Je veux seulement que vous m’aimiez

Soirée-débat dimanche 20 novembre à 20h30
 

Présenté par Maïté Noël 
Film allemand (vo, 1976,1h50) de Rainer Werner Fassbinder avec Vitus Zeplichal, Elke Aberle et Alexander Allerson 
Titre original : Ich will doch nur, dass ihr mich liebt

 

Article de Maïté

Rainer Werner Fassbinder ou l’ art de la mise en scène des contrastes illustré dans le film.

Commençons par la musique.

Alors que l’histoire racontée est tragique, la musique accompagnant certaines scènes du film est plutôt entraînante, voire guillerette. Dans une scène, on voit par exemple Peter et Erika dans leur salon, discutant une énième fois de leurs soucis financiers et dans le même temps, Dalida chante à la télé: «Ne crains rien, je reviens, car je t’aimerai toujours, t’aimerai toujours, c’est bien toi mon unique amour» C’est une chanson optimiste dont le rythme enjoué contraste avec ce que vit ce couple accablé par ses soucis financiers. Vous aurez sans doute reconnu «muss i denn, muss i denn» chanson populaire allemande du 19è siècle où il est question d’un jeune homme qui doit quitter sa bien-aimée ; il lui jure de l’aimer toujours et de l’épouser à son retour. Cette chanson est encore jouée par la marine allemande lors du départ d’un bateau (sur You tube, on voit dailleurs Dalida chanter sur un bateau au son d’un orchestre genre Bagad de Lann-Bihoué sans les binious!)

Ce contraste ne se trouve pas seulement dans l’accompagnement musical mais aussi dans la mise en scène de certaines séquences.

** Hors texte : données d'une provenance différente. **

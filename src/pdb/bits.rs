//! MSB-first bit field extraction.
//!
//! Palm OS packs most small fields (dates, attribute flags, nibble arrays)
//! into big-endian words. Bits are numbered from the most significant bit of
//! the first byte, so bit 0 is `0x80` of byte 0 and bit 15 is `0x01` of
//! byte 1. Spans may cross byte boundaries freely.
//!
//! Everything that needs a sub-byte field goes through [`BitReader`]; the
//! decoders above it only ever see named integers and booleans.

use byteorder::{BigEndian, ByteOrder};

use crate::pdb::types::error::{PdbError, Result};

/// Returns the unsigned integer formed by bits `start..end` of `buffer`.
///
/// Spans wider than 32 bits, reversed spans, and spans past the end of the
/// buffer fail with [`PdbError::OutOfRange`].
pub fn uint(buffer: &[u8], start: usize, end: usize) -> Result<u32> {
    let available = buffer.len() * 8;
    if start > end || end > available || end - start > 32 {
        return Err(PdbError::OutOfRange { start, end, available });
    }

    let mut value: u32 = 0;
    for index in start..end {
        let byte = buffer[index / 8];
        let bit = (byte >> (7 - index % 8)) & 1;
        value = (value << 1) | u32::from(bit);
    }
    Ok(value)
}

/// Returns bit `index` of `buffer` as a boolean.
pub fn bit(buffer: &[u8], index: usize) -> Result<bool> {
    uint(buffer, index, index + 1).map(|v| v == 1)
}

/// A borrowed view over a byte buffer with bit-level and byte-aligned accessors.
#[derive(Debug, Clone, Copy)]
pub struct BitReader<'a> {
    bytes: &'a [u8],
}

impl<'a> BitReader<'a> {
    pub fn new(bytes: &'a [u8]) -> Self {
        Self { bytes }
    }

    pub fn bytes(&self) -> &'a [u8] {
        self.bytes
    }

    pub fn len(&self) -> usize {
        self.bytes.len()
    }

    pub fn is_empty(&self) -> bool {
        self.bytes.is_empty()
    }

    /// Bits `start..end`, MSB-first.
    pub fn uint(&self, start: usize, end: usize) -> Result<u32> {
        uint(self.bytes, start, end)
    }

    pub fn bit(&self, index: usize) -> Result<bool> {
        bit(self.bytes, index)
    }

    /// The byte at `offset`.
    pub fn u8_at(&self, offset: usize) -> Result<u8> {
        self.slice(offset, 1).map(|b| b[0])
    }

    /// Big-endian `u16` starting at byte `offset`.
    pub fn u16_at(&self, offset: usize) -> Result<u16> {
        self.slice(offset, 2).map(BigEndian::read_u16)
    }

    /// Big-endian `u32` starting at byte `offset`.
    pub fn u32_at(&self, offset: usize) -> Result<u32> {
        self.slice(offset, 4).map(BigEndian::read_u32)
    }

    /// A sub-reader over `len` bytes starting at `offset`, so that bit 0 of
    /// the result is the MSB of `bytes[offset]`.
    pub fn sub(&self, offset: usize, len: usize) -> Result<BitReader<'a>> {
        self.slice(offset, len).map(BitReader::new)
    }

    fn slice(&self, offset: usize, len: usize) -> Result<&'a [u8]> {
        let end = offset.saturating_add(len);
        self.bytes.get(offset..end).ok_or(PdbError::OutOfRange {
            start: offset * 8,
            end: end.saturating_mul(8),
            available: self.bytes.len() * 8,
        })
    }
}
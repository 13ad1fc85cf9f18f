//! To Do list records (creator `todo`).
//!
//! ```text
//! [0..2] due date, packed; 0xFF in byte 0 means no due date
//! [2]    bit 0: done, bits 5..8: priority
//! [3..]  description\0 note\0
//! ```

use super::{RecordContext, RecordFormat};
use crate::pdb::bits::BitReader;
use crate::pdb::types::{error::Result, models::PackedDate, records::ToDoRecord};
use crate::pdb::utils;

const NO_DATE: u8 = 0xFF;

/// Zero-cost marker struct for To Do records.
#[derive(Debug)]
pub struct ToDo;

impl RecordFormat for ToDo {
    const DEBUG_NAME: &'static str = "ToDo";
    type Record = ToDoRecord;

    fn decode(bytes: &[u8], ctx: &RecordContext<'_>) -> Result<ToDoRecord> {
        let fixed = utils::take(bytes, 0, 3, "todo record")?;
        let reader = BitReader::new(fixed);

        let due = if reader.u8_at(0)? == NO_DATE {
            None
        } else {
            Some(PackedDate::decode(fixed)?)
        };
        let done = reader.bit(16)?;
        let priority = reader.uint(21, 24)? as u8;

        let mut text = &bytes[3..];
        let description = utils::read_cstr(&mut text, "todo description")?;
        let note = utils::read_cstr(&mut text, "todo note")?;

        Ok(ToDoRecord {
            due,
            done,
            priority,
            description: utils::decode_text(description, ctx.encoding),
            note: utils::decode_text(note, ctx.encoding),
        })
    }
}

Une demande en mariage se fait «normalement» dans un lieu romantique,  un parc au clair de lune, au bord d’une rivière etc. Ici, Peter et Erika se promènent dans ce qui semble être une carrière ; le sol est inégal et mouillé et lorsque Erika, tout heureuse à l’idée de se marier, se jette dans les bras de Peter, on voit leurs chaussures s’enfoncer dans le sol glaiseux , scène qui préfigure déjà les soucis financiers dans lesquels ils «s’enfonceront» par la suite. Lorsque par contre, ils se promènent dans un environnement romantique, une serre avec des orchidées et de hautes plantes exotiques, c’est pour se livrer à un calcul au Pfennig près de leurs recettes et de leurs crédits à rembourser.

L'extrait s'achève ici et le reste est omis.